Because banks shouldn't hide your money in spreads.
We expose the real cost of every transfer — the spread, the fees, the delivery time — and rank providers by what actually lands in your recipient's account. No sponsored ordering. Ever.
Hover any card to see exactly what it costs you.
vs Traditional Banks
You save up to AUD 120
on a EUR 900 transfer
Wise
BEST RATEBank of America
+5% markup + $35 wire fee
Wells Fargo
+4.5% markup + $25 wire fee
Sending euros from Austria to Australian dollars does not have to mean losing 5% to your bank. This step-by-step guide shows you how to compare providers, time your transfer, and deliver funds straight to a Commonwealth Bank or ANZ account in hours.
In Australia, recipients can access funds directly at Commonwealth Bank of Australia, the country's largest financial institution. By using Wise instead of a traditional bank wire, your recipient gets approximately 70 AUD more on a $1,000 transfer — because digital providers pass the real exchange rate directly. Worth knowing about the local currency: Australia's $10 polymer note features a transparent window with a diffractive image — a world first when introduced in 1992.
Our verdict: Use Wise or Revolut on a Tuesday-Thursday morning Vienna time and you will typically save 3-8% versus an Austrian bank wire.
Before initiating any transfer, take five minutes to understand who uses this route and why. The Austria-to-Australia corridor is dominated by three groups: Austrian retirees who have relocated to Queensland or New South Wales for the climate, parents supporting university students at Australian institutions, and professionals paying for property deposits or business expenses Down Under. Remittances play an important role in Australia's economy, supporting both expat communities and family networks across the continent. Knowing your category matters because retirees sending pensions need recurring transfer setups, while one-off property buyers need rate-locking tools.
Open two browser tabs side by side. In the first, check the mid-market EUR/AUD rate on Google or XE.com — write this number down. In the second, check the rate offered by your provider. The difference is the exchange rate markup, and it is where banks make most of their money. Watch out for the classic trap of "zero fees" advertising — providers using this tactic typically bake a 3-5% markup into the exchange rate itself, which on a €5,000 transfer means losing €150-250 invisibly.
Always calculate the total amount of AUD that will land in the recipient's account, not the headline fee. A flat €4 fee with a tight exchange rate almost always beats a "free" transfer with a wide spread.
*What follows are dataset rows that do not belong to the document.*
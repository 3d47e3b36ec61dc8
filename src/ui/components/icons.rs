//! SVG icon components.
//!
//! Icons are rendered inline as SVG elements so they pick up the current
//! text colour. Each takes a `size` class and optional extra classes.

use leptos::prelude::*;

use crate::cn;

/// Common icon size class.
const ICON_SIZE: &str = "h-4 w-4";

/// Send/arrow-right icon.
#[component]
pub fn SendIcon(
    /// Size classes.
    #[prop(default = ICON_SIZE)]
    size: &'static str,
    /// Additional CSS classes.
    #[prop(default = "")]
    class: &'static str,
) -> impl IntoView {
    let classes = cn!(size, class);

    view! {
        <svg
            xmlns="http://www.w3.org/2000/svg"
            viewBox="0 0 24 24"
            fill="none"
            stroke="currentColor"
            stroke-width="2"
            stroke-linecap="round"
            stroke-linejoin="round"
            class=classes
        >
            <line x1="22" y1="2" x2="11" y2="13" />
            <polygon points="22 2 15 22 11 13 2 9 22 2" />
        </svg>
    }
}

/// Plus icon, used for "new chat".
#[component]
pub fn PlusIcon(
    /// Size classes.
    #[prop(default = ICON_SIZE)]
    size: &'static str,
    /// Additional CSS classes.
    #[prop(default = "")]
    class: &'static str,
) -> impl IntoView {
    let classes = cn!(size, class);

    view! {
        <svg
            xmlns="http://www.w3.org/2000/svg"
            viewBox="0 0 24 24"
            fill="none"
            stroke="currentColor"
            stroke-width="2"
            stroke-linecap="round"
            stroke-linejoin="round"
            class=classes
        >
            <path d="M12 5v14" />
            <path d="M5 12h14" />
        </svg>
    }
}

/// Warning triangle.
#[component]
pub fn AlertIcon(
    /// Size classes.
    #[prop(default = ICON_SIZE)]
    size: &'static str,
    /// Additional CSS classes.
    #[prop(default = "")]
    class: &'static str,
) -> impl IntoView {
    let classes = cn!(size, class);

    view! {
        <svg
            xmlns="http://www.w3.org/2000/svg"
            viewBox="0 0 24 24"
            fill="none"
            stroke="currentColor"
            stroke-width="2"
            stroke-linecap="round"
            stroke-linejoin="round"
            class=classes
        >
            <path d="m21.73 18-8-14a2 2 0 0 0-3.48 0l-8 14A2 2 0 0 0 4 21h16a2 2 0 0 0 1.73-3" />
            <path d="M12 9v4" />
            <path d="M12 17h.01" />
        </svg>
    }
}

/// User icon.
#[component]
pub fn UserIcon(
    /// Size classes.
    #[prop(default = ICON_SIZE)]
    size: &'static str,
    /// Additional CSS classes.
    #[prop(default = "")]
    class: &'static str,
) -> impl IntoView {
    let classes = cn!(size, class);

    view! {
        <svg
            xmlns="http://www.w3.org/2000/svg"
            viewBox="0 0 24 24"
            fill="none"
            stroke="currentColor"
            stroke-width="2"
            stroke-linecap="round"
            stroke-linejoin="round"
            class=classes
            data-icon="user"
        >
            <path d="M19 21v-2a4 4 0 0 0-4-4H9a4 4 0 0 0-4 4v2" />
            <circle cx="12" cy="7" r="4" />
        </svg>
    }
}

/// Application logo mark: a nucleus with three orbits.
#[component]
pub fn LogoIcon(
    /// Size classes.
    #[prop(default = ICON_SIZE)]
    size: &'static str,
    /// Additional CSS classes.
    #[prop(default = "")]
    class: &'static str,
) -> impl IntoView {
    let classes = cn!(size, class);

    view! {
        <svg
            xmlns="http://www.w3.org/2000/svg"
            viewBox="0 0 24 24"
            fill="none"
            stroke="currentColor"
            stroke-width="1.5"
            stroke-linecap="round"
            stroke-linejoin="round"
            class=classes
            data-icon="logo"
        >
            <circle cx="12" cy="12" r="1.5" fill="currentColor" />
            <ellipse cx="12" cy="12" rx="10" ry="4" />
            <ellipse cx="12" cy="12" rx="10" ry="4" transform="rotate(60 12 12)" />
            <ellipse cx="12" cy="12" rx="10" ry="4" transform="rotate(120 12 12)" />
        </svg>
    }
}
Skip Erste Bank, Bank Austria, or Raiffeisen for this corridor. Their international transfers typically apply markups of 3-8% above the mid-market rate, plus SWIFT fees of €15-25, plus correspondent bank deductions on the AUD side. Instead, evaluate these four digital providers in order:
The two largest receiving banks in Australia are Commonwealth Bank and ANZ, and most digital providers can deliver directly to accounts at these banks within hours. If your recipient banks elsewhere — Westpac, NAB, Macquarie — delivery still works smoothly, but CBA and ANZ tend to clear fastest.
Decide between instant and economy based on urgency, not habit. Choose instant (typically 0-2 hours, sometimes priced €2-5 higher) when paying a property settlement deadline, covering an emergency medical bill, or hitting a tuition cutoff. Choose economy (1-2 business days) for routine support payments, recurring family transfers, or anything where saving a few euros matters more than speed. Note that transfers initiated on Friday evenings Vienna time will not be processed until Monday because Australian banks settle in business hours, so plan ahead for time-sensitive Monday-morning Sydney deadlines.
Standard banking regulations apply for sending from Austria to Australia. Both countries are FATF-compliant, which means you should expect to verify your identity once when registering with a provider — passport or Austrian ID, proof of address, and source of funds for transfers above €10,000. AUSTRAC monitors incoming transfers in Australia, but no special declarations are required from the sender for typical personal amounts. Keep records of large transfers for your annual tax filing.
Apply these practical tactics to squeeze more AUD out of every euro:
Once you have completed your first transfer successfully, save the recipient details in the provider's address book so future sends take under sixty seconds.